WORKING DATA:
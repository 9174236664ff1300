#![forbid(unsafe_code)]

use std::collections::{HashMap, HashSet};
use std::sync::atomic::{AtomicUsize, Ordering};
use std::sync::{Arc, Mutex};
use std::time::Duration;

use labeler_controller::{Controller, ControllerConfig, Outcome, Relationship};
use labeler_core::{Action, ChangeEvent, EventType, MemoryStore, ObjectKey, ReconcileError, Reconciler, Role};
use tokio::sync::mpsc;
use tokio::time::Instant;
use tokio_util::sync::CancellationToken;

/// Reconciler that records calls and fails transiently a scripted number of times.
#[derive(Default)]
struct Recorder {
    calls: Mutex<Vec<(String, Instant)>>,
    transient_failures: Mutex<HashMap<String, u32>>,
    permanent: Mutex<HashSet<String>>,
    in_flight: Mutex<HashSet<String>>,
    overlaps: AtomicUsize,
    work: Duration,
}

impl Recorder {
    fn with_work(work: Duration) -> Self { Self { work, ..Default::default() } }

    fn fail_transiently(&self, name: &str, times: u32) {
        self.transient_failures.lock().unwrap().insert(name.to_string(), times);
    }

    fn calls_for(&self, name: &str) -> Vec<Instant> {
        self.calls.lock().unwrap().iter().filter(|(n, _)| n == name).map(|(_, t)| *t).collect()
    }
}

#[async_trait::async_trait]
impl Reconciler for Recorder {
    async fn reconcile(&self, obj: Arc<serde_json::Value>) -> Result<Action, ReconcileError> {
        let name = obj["metadata"]["name"].as_str().unwrap_or_default().to_string();
        self.calls.lock().unwrap().push((name.clone(), Instant::now()));
        if !self.in_flight.lock().unwrap().insert(name.clone()) {
            self.overlaps.fetch_add(1, Ordering::SeqCst);
        }
        if !self.work.is_zero() {
            tokio::time::sleep(self.work).await;
        }
        self.in_flight.lock().unwrap().remove(&name);

        if self.permanent.lock().unwrap().contains(&name) {
            return Err(ReconcileError::permanent("invalid customLabels"));
        }
        let mut failures = self.transient_failures.lock().unwrap();
        if let Some(left) = failures.get_mut(&name) {
            if *left > 0 {
                *left -= 1;
                return Err(ReconcileError::transient("deployments not ready"));
            }
        }
        Ok(Action::done())
    }
}

fn labeler(name: &str) -> ObjectKey { ObjectKey::new("labeler", Some("default"), name) }

fn labeler_obj(name: &str) -> serde_json::Value {
    serde_json::json!({
        "apiVersion": "clusterops.knative.dev/v1alpha1",
        "kind": "Labeler",
        "metadata": { "name": name, "namespace": "default", "generation": 1 },
        "spec": { "customLabels": { "team": "platform" } }
    })
}

fn primary_event(name: &str, ty: EventType) -> ChangeEvent {
    ChangeEvent::from_raw(Role::Primary, "Labeler", ty, &labeler_obj(name))
}

fn deployment_event(name: &str, owner: Option<&str>) -> ChangeEvent {
    let mut meta = serde_json::json!({ "name": name, "namespace": "default" });
    if let Some(owner) = owner {
        meta["ownerReferences"] = serde_json::json!([{ "kind": "Labeler", "name": owner, "controller": true }]);
    }
    ChangeEvent::from_raw(Role::Secondary, "Deployment", EventType::Updated, &serde_json::json!({ "metadata": meta }))
}

struct Harness {
    store: Arc<MemoryStore>,
    recorder: Arc<Recorder>,
    controller: Option<Controller>,
    primary_tx: mpsc::Sender<ChangeEvent>,
    secondary_tx: mpsc::Sender<ChangeEvent>,
    primary_rx: Option<mpsc::Receiver<ChangeEvent>>,
    secondary_rx: Option<mpsc::Receiver<ChangeEvent>>,
    shutdown: CancellationToken,
}

impl Harness {
    fn new(config: ControllerConfig, recorder: Recorder) -> Self {
        let store = Arc::new(MemoryStore::new());
        let recorder = Arc::new(recorder);
        let controller = Controller::new(config, store.clone(), recorder.clone()).unwrap();
        let (primary_tx, primary_rx) = controller.event_channel();
        let (secondary_tx, secondary_rx) = controller.event_channel();
        Self {
            store,
            recorder,
            controller: Some(controller),
            primary_tx,
            secondary_tx,
            primary_rx: Some(primary_rx),
            secondary_rx: Some(secondary_rx),
            shutdown: CancellationToken::new(),
        }
    }

    fn start(&mut self) -> tokio::task::JoinHandle<anyhow::Result<()>> {
        let controller = self.controller.take().unwrap();
        let primary = self.primary_rx.take().unwrap();
        let secondary = self.secondary_rx.take().unwrap();
        tokio::spawn(controller.run(primary, secondary, self.shutdown.clone()))
    }
}

fn config() -> ControllerConfig {
    ControllerConfig {
        workers: 3,
        backoff_base: Duration::from_millis(5),
        backoff_max: Duration::from_millis(15),
        ..Default::default()
    }
}

async fn settle() {
    for _ in 0..20 {
        tokio::time::sleep(Duration::from_millis(5)).await;
    }
}

#[tokio::test(start_paused = true)]
async fn primary_add_reconciles_once() {
    let mut h = Harness::new(config(), Recorder::default());
    let counters = h.controller.as_ref().unwrap().counters();
    let queue = h.controller.as_ref().unwrap().queue();
    h.store.insert(labeler("foo"), labeler_obj("foo"));
    let run = h.start();

    h.primary_tx.send(primary_event("foo", EventType::Added)).await.unwrap();
    settle().await;

    assert_eq!(h.recorder.calls_for("foo").len(), 1);
    assert_eq!(counters.get("labeler", Outcome::Success), 1);
    assert!(queue.is_empty());
    assert_eq!(queue.processing_len(), 0);
    assert_eq!(queue.delayed_len(), 0);

    h.shutdown.cancel();
    run.await.unwrap().unwrap();
}

#[tokio::test(start_paused = true)]
async fn owned_deployment_change_reconciles_owner() {
    let mut h = Harness::new(config(), Recorder::default());
    h.store.insert(labeler("foo"), labeler_obj("foo"));
    let run = h.start();

    h.secondary_tx.send(deployment_event("web", Some("foo"))).await.unwrap();
    settle().await;

    assert_eq!(h.recorder.calls_for("foo").len(), 1);
    h.shutdown.cancel();
    run.await.unwrap().unwrap();
}

#[tokio::test(start_paused = true)]
async fn orphan_deployment_schedules_nothing() {
    let mut h = Harness::new(config(), Recorder::default());
    let counters = h.controller.as_ref().unwrap().counters();
    let run = h.start();

    h.secondary_tx.send(deployment_event("web", None)).await.unwrap();
    settle().await;

    assert!(h.recorder.calls.lock().unwrap().is_empty());
    assert_eq!(counters.total(), 0);
    h.shutdown.cancel();
    run.await.unwrap().unwrap();
}

#[tokio::test(start_paused = true)]
async fn transient_failures_back_off_within_cap() {
    let recorder = Recorder::default();
    recorder.fail_transiently("bar", 3);
    let mut h = Harness::new(config(), recorder);
    let counters = h.controller.as_ref().unwrap().counters();
    let queue = h.controller.as_ref().unwrap().queue();
    h.store.insert(labeler("bar"), labeler_obj("bar"));
    let run = h.start();

    h.primary_tx.send(primary_event("bar", EventType::Added)).await.unwrap();
    settle().await;

    let calls = h.recorder.calls_for("bar");
    assert_eq!(calls.len(), 4, "three failures then one success");
    let gaps: Vec<Duration> = calls.windows(2).map(|w| w[1] - w[0]).collect();
    assert!(gaps.windows(2).all(|g| g[0] < g[1]), "backoff not increasing: {gaps:?}");
    assert!(gaps.iter().all(|g| *g <= Duration::from_millis(15) + Duration::from_millis(1)), "{gaps:?}");
    assert_eq!(counters.get("labeler", Outcome::TransientError), 3);
    assert_eq!(counters.get("labeler", Outcome::Success), 1);
    // success forgets the backoff
    assert_eq!(queue.num_requeues(&labeler("bar")), 0);

    h.shutdown.cancel();
    run.await.unwrap().unwrap();
}

#[tokio::test(start_paused = true)]
async fn permanent_failure_is_not_retried() {
    let recorder = Recorder::default();
    recorder.permanent.lock().unwrap().insert("baz".into());
    let mut h = Harness::new(config(), recorder);
    let counters = h.controller.as_ref().unwrap().counters();
    let queue = h.controller.as_ref().unwrap().queue();
    h.store.insert(labeler("baz"), labeler_obj("baz"));
    let run = h.start();

    h.primary_tx.send(primary_event("baz", EventType::Updated)).await.unwrap();
    settle().await;

    assert_eq!(h.recorder.calls_for("baz").len(), 1);
    assert_eq!(counters.get("labeler", Outcome::PermanentError), 1);
    assert_eq!(queue.delayed_len(), 0);

    // a new trigger reconciles again
    h.primary_tx.send(primary_event("baz", EventType::Updated)).await.unwrap();
    settle().await;
    assert_eq!(h.recorder.calls_for("baz").len(), 2);

    h.shutdown.cancel();
    run.await.unwrap().unwrap();
}

#[tokio::test(start_paused = true)]
async fn deleted_object_is_noop() {
    let mut h = Harness::new(config(), Recorder::default());
    let counters = h.controller.as_ref().unwrap().counters();
    let run = h.start();

    h.primary_tx.send(primary_event("gone", EventType::Deleted)).await.unwrap();
    settle().await;

    assert!(h.recorder.calls.lock().unwrap().is_empty());
    assert_eq!(counters.get("labeler", Outcome::NotFound), 1);
    h.shutdown.cancel();
    run.await.unwrap().unwrap();
}

#[tokio::test(start_paused = true)]
async fn burst_on_one_key_never_overlaps() {
    let mut h = Harness::new(config(), Recorder::with_work(Duration::from_millis(3)));
    for name in ["foo", "bar"] {
        h.store.insert(labeler(name), labeler_obj(name));
    }
    let run = h.start();

    for i in 0..30 {
        let name = if i % 3 == 0 { "bar" } else { "foo" };
        h.primary_tx.send(primary_event(name, EventType::Updated)).await.unwrap();
        h.secondary_tx.send(deployment_event("web", Some("foo"))).await.unwrap();
        tokio::time::sleep(Duration::from_millis(1)).await;
    }
    settle().await;

    assert_eq!(h.recorder.overlaps.load(Ordering::SeqCst), 0);
    // coalescing keeps the number of reconciles well below the number of events
    let foo = h.recorder.calls_for("foo").len();
    assert!(foo >= 1 && foo < 50, "foo reconciled {foo} times");
    assert!(!h.recorder.calls_for("bar").is_empty());

    h.shutdown.cancel();
    run.await.unwrap().unwrap();
}

#[tokio::test(start_paused = true)]
async fn shutdown_lets_in_flight_reconcile_finish() {
    let mut h = Harness::new(config(), Recorder::with_work(Duration::from_millis(50)));
    h.store.insert(labeler("slow"), labeler_obj("slow"));
    let counters = h.controller.as_ref().unwrap().counters();
    let run = h.start();

    h.primary_tx.send(primary_event("slow", EventType::Added)).await.unwrap();
    tokio::time::sleep(Duration::from_millis(10)).await;
    assert_eq!(h.recorder.calls_for("slow").len(), 1);

    h.shutdown.cancel();
    run.await.unwrap().unwrap();
    assert_eq!(counters.get("labeler", Outcome::Success), 1, "in-flight reconcile was cut short");
}

#[tokio::test(start_paused = true)]
async fn namespace_relationship_fans_out() {
    let cfg = ControllerConfig { relationship: Relationship::Namespace, ..config() };
    let mut h = Harness::new(cfg, Recorder::default());
    for name in ["a", "b"] {
        h.store.insert(labeler(name), labeler_obj(name));
    }
    let run = h.start();

    h.primary_tx.send(primary_event("a", EventType::Added)).await.unwrap();
    h.primary_tx.send(primary_event("b", EventType::Added)).await.unwrap();
    settle().await;
    h.secondary_tx.send(deployment_event("web", None)).await.unwrap();
    settle().await;

    assert_eq!(h.recorder.calls_for("a").len(), 2);
    assert_eq!(h.recorder.calls_for("b").len(), 2);
    h.shutdown.cancel();
    run.await.unwrap().unwrap();
}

WHAT TO DO: Taking the records above, retype every line from the one with "tokio::time::sleep(self.work).await;" down to the one with "let (primary_tx, primary_rx)", exactly and with nothing else.

TASK OUTPUT:
            tokio::time::sleep(self.work).await;
        }
        self.in_flight.lock().unwrap().remove(&name);

        if self.permanent.lock().unwrap().contains(&name) {
            return Err(ReconcileError::permanent("invalid customLabels"));
        }
        let mut failures = self.transient_failures.lock().unwrap();
        if let Some(left) = failures.get_mut(&name) {
            if *left > 0 {
                *left -= 1;
                return Err(ReconcileError::transient("deployments not ready"));
            }
        }
        Ok(Action::done())
    }
}

fn labeler(name: &str) -> ObjectKey { ObjectKey::new("labeler", Some("default"), name) }

fn labeler_obj(name: &str) -> serde_json::Value {
    serde_json::json!({
        "apiVersion": "clusterops.knative.dev/v1alpha1",
        "kind": "Labeler",
        "metadata": { "name": name, "namespace": "default", "generation": 1 },
        "spec": { "customLabels": { "team": "platform" } }
    })
}

fn primary_event(name: &str, ty: EventType) -> ChangeEvent {
    ChangeEvent::from_raw(Role::Primary, "Labeler", ty, &labeler_obj(name))
}

fn deployment_event(name: &str, owner: Option<&str>) -> ChangeEvent {
    let mut meta = serde_json::json!({ "name": name, "namespace": "default" });
    if let Some(owner) = owner {
        meta["ownerReferences"] = serde_json::json!([{ "kind": "Labeler", "name": owner, "controller": true }]);
    }
    ChangeEvent::from_raw(Role::Secondary, "Deployment", EventType::Updated, &serde_json::json!({ "metadata": meta }))
}

struct Harness {
    store: Arc<MemoryStore>,
    recorder: Arc<Recorder>,
    controller: Option<Controller>,
    primary_tx: mpsc::Sender<ChangeEvent>,
    secondary_tx: mpsc::Sender<ChangeEvent>,
    primary_rx: Option<mpsc::Receiver<ChangeEvent>>,
    secondary_rx: Option<mpsc::Receiver<ChangeEvent>>,
    shutdown: CancellationToken,
}

impl Harness {
    fn new(config: ControllerConfig, recorder: Recorder) -> Self {
        let store = Arc::new(MemoryStore::new());
        let recorder = Arc::new(recorder);
        let controller = Controller::new(config, store.clone(), recorder.clone()).unwrap();
        let (primary_tx, primary_rx) = controller.event_channel();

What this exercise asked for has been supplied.